ReLiver is engineered liver tissue grown from allogeneic iPSCs. In acute and acute-on-chronic liver failure, it is implanted temporarily through a minimally invasive procedure. While it is in place, it does three things: it improves the patient's odds of survival, it treats hepatic encephalopathy - the confusion and coma that come when a failing liver lets toxins reach the brain - and it gives the patient's own liver the breathing room to regenerate.
Because the cells are designed to be immuno-evasive, the goal is to skip immunosuppression entirely. And because the product is made from a standard cell line rather than the patient's own cells, it can be manufactured ahead of time and cryopreserved - an off-the-shelf tissue rather than a bespoke one.
Made from a standard iPSC line, not the patient's own cells - so it can be produced at scale and stored ready to use.
Implanted temporarily. It supports the patient, then steps aside as the native liver regenerates.
Engineered to evade the immune system, aiming to avoid the lifelong drug regimen transplants require.
Caption: An organ you borrow instead of inherit - returned, in a sense, once your own liver gets back on its feet.
Morphocell is still preclinical - it has not run a human trial, and it is careful to say so. What it has accumulated is a string of investors willing to fund the long, expensive road to the clinic, and the operational machinery to walk it. The US$50 million Series A came in two parts: a US$40 million initial close led by Montreal's Genson Capital in early 2024, and a US$10 million add-on in December 2025 led by Investissement Quebec and Italy's CDP Venture Capital. The round stretched the company's runway past three years.
Caption: The rare growth chart where the second, smaller bar is the one that made headlines.
CDP's interest came with a plan attached: Morphocell will set up its first European subsidiary in Italy, using the country's research base and manufacturing infrastructure as a doorway into the European market. Closer to home, Investissement Quebec reinvested, framing the company as a showcase for the province's life-sciences talent.
The stated mission is to transform the treatment of liver disease. The unstated ambition is bigger. The iPSC engineered-tissue platform that produces ReLiver is, in principle, a way to make replacement tissue for other failing organs too - the liver is the first proof, not the last. Early collaborative work with CQDM and the Stem Cell Network has already pointed at adjacent targets like urea cycle disorders.
It is a tidy story, almost suspiciously so: a platform that solves one hard problem and then quietly generalizes. The honest caveat is that none of it has reached a patient yet. Morphocell's job over the next few years is to turn a well-funded thesis into clinical proof-of-concept - the moment when "engineered tissue" stops being a phrase in a press release and becomes something a hepatologist can actually use.
Return to that building in Laval.

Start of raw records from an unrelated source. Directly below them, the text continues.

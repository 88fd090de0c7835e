//! Daemon error taxonomy.
//!
//! Every failure surfaced over the bus maps onto one of these kinds; the
//! kind travels as a short string prefix in the error message. Signals
//! never carry errors.

use capy_apps::AppsError;
use capy_systemd::SystemdError;

#[derive(Debug, thiserror::Error)]
pub enum LaunchdError {
    #[error("invalid desktop entry: {0}")]
    InvalidDesktop(String),

    #[error("{0} not found")]
    NotFound(String),

    #[error("{0} is already present")]
    AlreadyPresent(String),

    #[error("command line is empty after expansion")]
    EmptyCommand,

    #[error("bad Exec line: {0}")]
    BadExec(String),

    #[error("IO error: {0}")]
    Io(#[from] std::io::Error),

    #[error("launch rejected: {0}")]
    LaunchRejected(String),

    #[error("permission denied: {0}")]
    PermissionDenied(String),

    #[error("internal error: {0}")]
    Internal(String),
}

impl LaunchdError {
    /// Short error-kind string carried in bus replies.
    pub fn kind(&self) -> &'static str {
        match self {
            LaunchdError::InvalidDesktop(_) => "InvalidDesktop",
            LaunchdError::NotFound(_) => "NotFound",
            LaunchdError::AlreadyPresent(_) => "AlreadyPresent",
            LaunchdError::EmptyCommand => "EmptyCommand",
            LaunchdError::BadExec(_) => "BadExec",
            LaunchdError::Io(_) => "IOError",
            LaunchdError::LaunchRejected(_) => "LaunchRejected",
            LaunchdError::PermissionDenied(_) => "PermissionDenied",
            LaunchdError::Internal(_) => "Internal",
        }
    }
}

impl From<AppsError> for LaunchdError {
    fn from(err: AppsError) -> Self {
        match err {
            AppsError::Invalid(msg) => LaunchdError::InvalidDesktop(msg),
            AppsError::AlreadyPresent(id) => LaunchdError::AlreadyPresent(id),
            AppsError::NotFound(id) => LaunchdError::NotFound(id),
            AppsError::Io(err) if err.kind() == std::io::ErrorKind::PermissionDenied => {
                LaunchdError::PermissionDenied(err.to_string())
            }
            AppsError::Io(err) => LaunchdError::Io(err),
        }
    }
}

impl From<SystemdError> for LaunchdError {
    fn from(err: SystemdError) -> Self {
        LaunchdError::LaunchRejected(err.to_string())
    }
}

impl From<LaunchdError> for zbus::fdo::Error {
    fn from(err: LaunchdError) -> Self {
        zbus::fdo::Error::Failed(format!("{}: {err}", err.kind()))
    }
}

#[cfg(test)]
mod tests {
    use super::*;

    #[test]
    fn permission_denied_io_gets_its_own_kind() {
        let io = std::io::Error::new(std::io::ErrorKind::PermissionDenied, "nope");
        let err = LaunchdError::from(AppsError::Io(io));
        assert_eq!(err.kind(), "PermissionDenied");
    }

    #[test]
    fn kinds_are_short_strings() {
        assert_eq!(LaunchdError::EmptyCommand.kind(), "EmptyCommand");
        assert_eq!(
            LaunchdError::LaunchRejected("timeout".into()).kind(),
            "LaunchRejected"
        );
    }
}
//! Debounced directory watching.
//!
//! One watcher instance runs on its own thread, draining notify events
//! and coalescing bursts before handing the changed paths to a callback.
//! Used for the application search paths (driving catalog refresh) and
//! the user autostart directory (driving reconciliation).

use notify::{Event, EventKind, RecommendedWatcher, RecursiveMode, Watcher};
use std::collections::HashSet;
use std::path::PathBuf;
use std::sync::mpsc::{Receiver, channel};
use std::time::Duration;

pub struct DirWatcher {
    _watcher: RecommendedWatcher,
    rx: Receiver<Result<Event, notify::Error>>,
}

impl DirWatcher {
    /// Watch the given directories (non-recursively); missing ones are
    /// skipped.
    pub fn new(watch_paths: &[PathBuf]) -> Result<Self, notify::Error> {
        let (tx, rx) = channel();

        let mut watcher = RecommendedWatcher::new(
            move |res| {
                let _ = tx.send(res);
            },
            notify::Config::default(),
        )?;

        for path in watch_paths {
            if path.exists() {
                watcher.watch(path, RecursiveMode::NonRecursive)?;
            }
        }

        Ok(Self {
            _watcher: watcher,
            rx,
        })
    }

    /// Block on events forever, coalescing bursts within `debounce` and
    /// reporting each settled batch of changed paths.
    pub fn run<F: FnMut(Vec<PathBuf>)>(self, debounce: Duration, mut on_change: F) {
        loop {
            let Ok(first) = self.rx.recv() else {
                return;
            };

            let mut pending = HashSet::new();
            collect_paths(first, &mut pending);

            // Keep draining while events are still arriving.
            while let Ok(event) = self.rx.recv_timeout(debounce) {
                collect_paths(event, &mut pending);
            }

            if !pending.is_empty() {
                on_change(pending.into_iter().collect());
            }
        }
    }
}

fn collect_paths(event: Result<Event, notify::Error>, pending: &mut HashSet<PathBuf>) {
    let Ok(event) = event else {
        return;
    };
    if should_process_event(&event) {
        pending.extend(event.paths);
    }
}

fn should_process_event(event: &Event) -> bool {
    matches!(
        event.kind,
        EventKind::Create(_) | EventKind::Modify(_) | EventKind::Remove(_)
    )
}
//! Error types for capy-systemd

/// Service-manager client errors
#[derive(Debug, thiserror::Error)]
pub enum SystemdError {
    #[error("D-Bus error: {0}")]
    DBus(#[from] zbus::Error),

    #[error("D-Bus fdo error: {0}")]
    Fdo(#[from] zbus::fdo::Error),

    #[error("service manager call timed out")]
    Timeout,

    #[error("invalid transient unit: {0}")]
    InvalidUnit(String),
}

Today the tissue growing in those incubators is a candidate, not a cure. But the whole premise of the place is that scarcity - of donor organs, of matched tissue, of time - is an engineering problem, not a permanent fact of medicine.
If ReLiver works, the waiting list gets shorter, the immunosuppressant pillbox gets smaller, and the question a parent asks at a children's hospital - the question that started all of this in 2016 - gets a different answer. That is still an if. But it is a well-funded, vertically integrated, two-continent if, run by a doctor who has stood at the bedside the technology is meant to serve.